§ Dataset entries
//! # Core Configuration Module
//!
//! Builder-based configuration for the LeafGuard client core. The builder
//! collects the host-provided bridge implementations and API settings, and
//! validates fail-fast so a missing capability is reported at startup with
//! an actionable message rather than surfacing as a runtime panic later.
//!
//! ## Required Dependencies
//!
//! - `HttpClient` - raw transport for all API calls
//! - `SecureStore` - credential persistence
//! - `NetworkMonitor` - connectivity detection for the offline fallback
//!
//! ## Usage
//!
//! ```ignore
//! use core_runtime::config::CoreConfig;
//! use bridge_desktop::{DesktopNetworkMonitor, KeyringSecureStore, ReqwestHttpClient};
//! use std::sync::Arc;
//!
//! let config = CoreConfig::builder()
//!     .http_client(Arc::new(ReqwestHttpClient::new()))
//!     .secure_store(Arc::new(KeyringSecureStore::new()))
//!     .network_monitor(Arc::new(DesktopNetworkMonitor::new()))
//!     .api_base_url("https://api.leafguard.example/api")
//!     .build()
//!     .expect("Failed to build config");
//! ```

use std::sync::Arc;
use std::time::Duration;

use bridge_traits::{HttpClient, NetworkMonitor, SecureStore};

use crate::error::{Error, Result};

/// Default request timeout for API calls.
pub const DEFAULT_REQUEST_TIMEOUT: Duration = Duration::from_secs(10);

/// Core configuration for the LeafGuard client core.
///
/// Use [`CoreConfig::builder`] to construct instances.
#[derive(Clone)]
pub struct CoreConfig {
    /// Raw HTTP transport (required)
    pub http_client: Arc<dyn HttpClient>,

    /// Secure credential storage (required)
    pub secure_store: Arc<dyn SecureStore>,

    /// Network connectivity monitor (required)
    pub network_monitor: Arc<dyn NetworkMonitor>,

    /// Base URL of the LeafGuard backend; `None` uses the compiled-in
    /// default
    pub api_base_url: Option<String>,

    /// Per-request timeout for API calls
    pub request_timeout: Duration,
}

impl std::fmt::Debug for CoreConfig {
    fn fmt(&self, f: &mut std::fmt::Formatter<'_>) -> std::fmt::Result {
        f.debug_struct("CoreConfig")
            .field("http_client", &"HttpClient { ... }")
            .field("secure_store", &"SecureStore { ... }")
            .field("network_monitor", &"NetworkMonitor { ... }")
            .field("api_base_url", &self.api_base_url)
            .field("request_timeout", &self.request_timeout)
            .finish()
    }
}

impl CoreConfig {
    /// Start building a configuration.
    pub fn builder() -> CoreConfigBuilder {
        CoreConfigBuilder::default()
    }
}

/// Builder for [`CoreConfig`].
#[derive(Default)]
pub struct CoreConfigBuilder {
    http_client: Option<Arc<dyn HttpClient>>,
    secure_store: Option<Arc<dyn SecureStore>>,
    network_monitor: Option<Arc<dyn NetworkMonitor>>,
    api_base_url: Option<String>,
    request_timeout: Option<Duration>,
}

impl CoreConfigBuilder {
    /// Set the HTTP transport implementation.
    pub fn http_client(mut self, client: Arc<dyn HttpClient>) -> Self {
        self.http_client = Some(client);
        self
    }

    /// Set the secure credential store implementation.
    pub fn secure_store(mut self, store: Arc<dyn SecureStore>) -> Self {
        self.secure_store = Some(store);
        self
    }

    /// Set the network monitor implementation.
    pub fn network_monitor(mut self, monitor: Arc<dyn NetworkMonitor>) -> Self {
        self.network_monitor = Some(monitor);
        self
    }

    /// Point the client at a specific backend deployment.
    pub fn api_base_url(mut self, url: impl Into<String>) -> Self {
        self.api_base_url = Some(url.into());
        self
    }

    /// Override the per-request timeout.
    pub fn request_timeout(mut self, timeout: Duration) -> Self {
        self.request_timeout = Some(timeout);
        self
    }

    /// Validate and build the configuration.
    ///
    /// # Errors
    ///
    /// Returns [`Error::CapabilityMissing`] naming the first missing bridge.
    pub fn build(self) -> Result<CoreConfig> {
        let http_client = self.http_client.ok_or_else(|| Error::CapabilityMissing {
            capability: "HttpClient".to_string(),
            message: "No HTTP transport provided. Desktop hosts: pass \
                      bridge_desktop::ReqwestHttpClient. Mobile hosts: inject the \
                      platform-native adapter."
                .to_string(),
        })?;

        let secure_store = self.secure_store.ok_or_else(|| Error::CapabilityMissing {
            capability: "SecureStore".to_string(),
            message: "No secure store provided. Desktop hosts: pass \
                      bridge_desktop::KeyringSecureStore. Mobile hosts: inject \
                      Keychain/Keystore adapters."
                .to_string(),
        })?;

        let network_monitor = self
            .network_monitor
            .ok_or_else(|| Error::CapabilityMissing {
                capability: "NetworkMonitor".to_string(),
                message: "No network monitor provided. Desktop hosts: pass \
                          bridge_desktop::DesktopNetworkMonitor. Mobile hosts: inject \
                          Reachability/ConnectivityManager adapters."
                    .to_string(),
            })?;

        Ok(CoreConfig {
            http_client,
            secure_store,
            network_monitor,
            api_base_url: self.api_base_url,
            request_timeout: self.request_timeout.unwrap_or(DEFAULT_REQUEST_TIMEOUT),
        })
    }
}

§ What to produce
Extract exactly the leading lines of the data, stopping at and including the line with "all API calls".

§ Response below
//! # Core Configuration Module
//!
//! Builder-based configuration for the LeafGuard client core. The builder
//! collects the host-provided bridge implementations and API settings, and
//! validates fail-fast so a missing capability is reported at startup with
//! an actionable message rather than surfacing as a runtime panic later.
//!
//! ## Required Dependencies
//!
//! - `HttpClient` - raw transport for all API calls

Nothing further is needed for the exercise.